Welsh businesses unable to re-open post-lockdown due to Brexit staff shortages
The boss of a Welsh food distribution company is calling for a special dispensation for workers from Europe to come to work in pubs, restaurants and hotels.
David Cattrall, the managing director of Harlech Foodservice, believes that they should be exempt from Brexit restrictions – just like fruit pickers coming from the continent to work on British farms.
There was huge frustration in the hospitality sector, he said, because many businesses were unable to reopen because of staff shortages caused by the UK leaving the European Union.
“We’re now seeing things steadily return and we’re getting very close now to parity with pre-Covid, 2019 levels of trade,” David Cattrall said.

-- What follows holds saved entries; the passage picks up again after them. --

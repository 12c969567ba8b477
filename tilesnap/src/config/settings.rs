//! Settings structs for all configuration sections.
//!
//! Each struct represents one `[section]` of the INI config file.

use std::path::PathBuf;

/// Complete application configuration loaded from config.ini.
#[derive(Debug, Clone, PartialEq, Eq)]
pub struct ConfigFile {
    pub storage: StorageSettings,
    pub download: DownloadSettings,
    pub cache: CacheSettings,
    pub render: RenderSettings,
    pub server: ServerSettings,
}

/// Where snapshots and exports are written.
#[derive(Debug, Clone, PartialEq, Eq)]
pub struct StorageSettings {
    /// Root of the snapshot store
    pub directory: PathBuf,
    /// Directory receiving exported images
    pub export_directory: PathBuf,
    /// Quota given to new snapshots in bytes, 0 for none
    pub default_quota: u64,
    /// Largest RGBA canvas an export may allocate, in bytes
    pub export_max_size: u64,
}

/// Chunk download settings.
#[derive(Debug, Clone, PartialEq, Eq)]
pub struct DownloadSettings {
    /// Chunk URL with `{x}` and `{y}` placeholders
    pub url_template: String,
    /// Chunks fetched per batch
    pub concurrency: usize,
    /// Pause between batches in milliseconds
    pub cooldown_ms: u64,
    /// Request timeout in seconds
    pub timeout: u64,
}

/// In-memory cache bounds, in entries.
#[derive(Debug, Clone, PartialEq, Eq)]
pub struct CacheSettings {
    pub tile_entries: usize,
    pub chunk_entries: usize,
}

/// Tile rendering settings.
#[derive(Debug, Clone, PartialEq, Eq)]
pub struct RenderSettings {
    /// Concurrent renders, 0 for one per CPU
    pub workers: usize,
}

/// Tile server settings.
#[derive(Debug, Clone, PartialEq, Eq)]
pub struct ServerSettings {
    pub port: u16,
    /// Whether tile responses carry a `Cache-Control` header
    pub cache_control: bool,
    /// `max-age` of that header in seconds
    pub cache_control_max_age: u64,
}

“However, there are many customers who still haven’t opened and that’s mainly down to two reasons. Some of the properties are difficult in terms of the social restrictions that are still in place.
“The other factor is Brexit. Many customers are struggling to recruit staff. The biggest shortage is chefs, but it’s not just chefs – it’s right across the board in the tourism and hospitality industry.
“That’s affecting our customers’ ability to trade and the reason is Brexit and staff displacement during lockdown, with people finding jobs outside the industry after everything closed down, with people moving from hospitality to industries that were open.”
He said that the businesses with enough staff to get going again were doing a roaring trade because of the pent up demand.
Harlech Foodservice, which has bases in Criccieth in Gwynedd and Chester, has also been gearing up for a return to normal levels of trade.
They’re also on the lookout for larger premises in the Chester area as a staging post to increase sales.
“We’re seeing more customers opening every week and we are seeing sales returning as well,” David Cattrall said. “We’re not back to full speed but bear in mind sales were down 90 per cent when we were in full lockdown.
“The customers that are open and have enough people are doing really, really well.
“What we’re hearing is that the likes of Hickory’s or Robinson’s and other good operators are significantly out-performing 2019.
“It’s difficult to book in the places that are open but there is a shortage of places that are open.
“Schools are back to normal so we are seeing our education business return to normal. We’re seeing our schools contracts back to 2019 levels.
“There is optimism out there for a really good summer if we can sort out the staff shortage so that our customers can fulfil their potential.”
He said that in the medium to longer-term they needed to do more in terms of training apprentices, but as there was very low level of unemployment in the country they needed to employ people from across the European continent.
“By and large these are jobs that British people do not want,” he said. “Brexit turned the tap off and the other problem is that people can’t come in because of Covid restrictions.
“Farmers are allowed to bring in people from Europe to pick fruit but the hospitality industry isn’t allowed to do that.
“As a matter of urgency, the hospitality industry needs exactly the same kind of dispensation to bring in people from Europe. Without special dispensation, we’re putting higher skilled jobs at risk which may well be filled by British people.
“We need to be able to turn the tap back on because not to be able to fill these jobs is absolutely ludicrous.
“If we don’t we are going to damage an industry that is hugely important to our economy and that just doesn’t make sense. Let common sense prevail.”